The hydraulic surveillance view displays the manual input from users, such as fluid level shots, and provides for analysis of pump performance of a given well. An illustrative example of the hydraulic surveillance view is shown in FIG. 5B for a given well managed by the management system 37. The well is selected from drop down menus at the top of the view that allow for user selection of a particular oil field and a particular well within that oil field. Note that the view of FIG. 5B also includes a horizontal gauge displayed in the top left portion of the view that provides a visual indication of the PFI value for the given well and which is described above with respect to FIG. 5A.
Note that the graphical user interfaces generated by the presentation logic of the management system 37 may include other views, such as a view that displays the operating voltage, amperage, and possibly other operating parameters of the ESP system for one or more wells in order to aid the user in analysis of current imbalances and system efficiencies. It is contemplated that such view(s) may include a horizontal gauge that provides a visual indication of the PFI value for the ESP system, and which is described above with respect to FIG. 5A.
Advantageously, the present invention provides improved mechanisms for predicting the failure of ESP systems and reporting such predictions to users. Importantly, the predictions are based on the acquisition, collection and storage of sufficient data on key operating points of the ESP system. Such mechanisms also provide a simple and intuitive interface that allows users to modify and update the fault prediction mechanism during the operational lifetime of the ESP system in order to ensure accurate fault prediction over time. Because the simple and intuitive interface does not require extensive training or experience to understand, a wide range of operators of varying skill levels can monitor and analyze the operating conditions of the ESP system, which aids in reducing monitoring costs over the operational lifetime of the ESP system.

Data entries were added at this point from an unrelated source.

use crate::state::AppState;
use axum::{
    extract::{Request, State},
    http::{header, HeaderValue, StatusCode},
    response::{IntoResponse, Response},
};
use shorty_domain::RedirectDecision;
use tracing::error;

pub async fn redirect(State(state): State<AppState>, request: Request) -> Response {
    let host = request_host(&request).unwrap_or_default();

    match state.resolve_shortcut.execute(host) {
        RedirectDecision::Redirect { host, target } => match HeaderValue::from_str(&target) {
            Ok(location) => (StatusCode::FOUND, [(header::LOCATION, location)]).into_response(),
            Err(e) => {
                error!(
                    host = %host,
                    target = %target,
                    error = %e,
                    "Shortcut target is not a valid header value"
                );
                StatusCode::INTERNAL_SERVER_ERROR.into_response()
            }
        },
        RedirectDecision::NotFound { .. } => StatusCode::NOT_FOUND.into_response(),
    }
}

/// `Host` header as sent, or the authority of an absolute-form request URI.
fn request_host(request: &Request) -> Option<&str> {
    request
        .headers()
        .get(header::HOST)
        .and_then(|value| value.to_str().ok())
        .or_else(|| request.uri().host())
}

There have been described and illustrated herein several embodiments of a system and method for real-time monitoring and failure prediction of electrical submersible pumps. While particular embodiments of the invention have been described, it is not intended that the invention be limited thereto. Thus, while particular ESP operating parameters and ESP sensor locations have been disclosed, it will be appreciated that other ESP operating parameters and ESP sensor locations can be used as well. In addition, while particular methods and calculations are disclosed for generating data that characterizes the current operating parameters of an ESP system as well as for characterizing the departure of the current operating parameters relative to user-supplied stable values and combining such characterizations to generate a failure predictive index or score, variations on such algorithms and calculations can be used without departing from the scope of the invention. For example, and not by way of limitation, the algorithm might average the operating measurements captured over one or more time intervals in order to characterize the current operating parameters of the ESP. Also, while it is preferred that the data collection, analysis, monitoring, failure prediction, and alerts be performed by a system disposed at a location remote from the wellsite (e.g., a centralized management system), it will be recognized that such functionality can be performed by a system that is located at or near the wellsite. Moreover, while particular configurations have been disclosed in reference to the electrical submersible pump system of the well, it will be appreciated that other configurations could be used as well. For example, the electrical submersible pump system may comprise a single or multiple pumps coupled directly together or disposed at separate locations along the wellbore. In many applications, the electrical submersible pump system comprises one to five pumps. It will therefore be appreciated by those skilled in the art that yet other modifications could be made to the provided invention without deviating from its scope as claimed.

Claims (32)

1. A method of monitoring an electrical submersible pump disposed downhole in a subterranean wellbore including:
storing a plurality of first measurement values in a management system that comprises at least one computer, each first measurement value associated with one of a plurality of operating parameters of the electrical submersible pump, said plurality of first measurement values obtained during downhole operation of the electrical submersible pump over time;
the management system being at least partially connected with the electrical submersible pump remotely by way of a data communications network;
obtaining a plurality of user-supplied stable operating values corresponding to said plurality of operating parameters and inputting the user-supplier stable operation parameters to the management system;
generating a failure prediction value with the management system by calculating a percentage change of the respective first measurement values and the corresponding user-supplied stable operating values, the failure prediction value representing likelihood of failure of the electrical submersible pump; and
storing said failure prediction value in the management system for subsequent output and monitoring of the electrical submersible pump.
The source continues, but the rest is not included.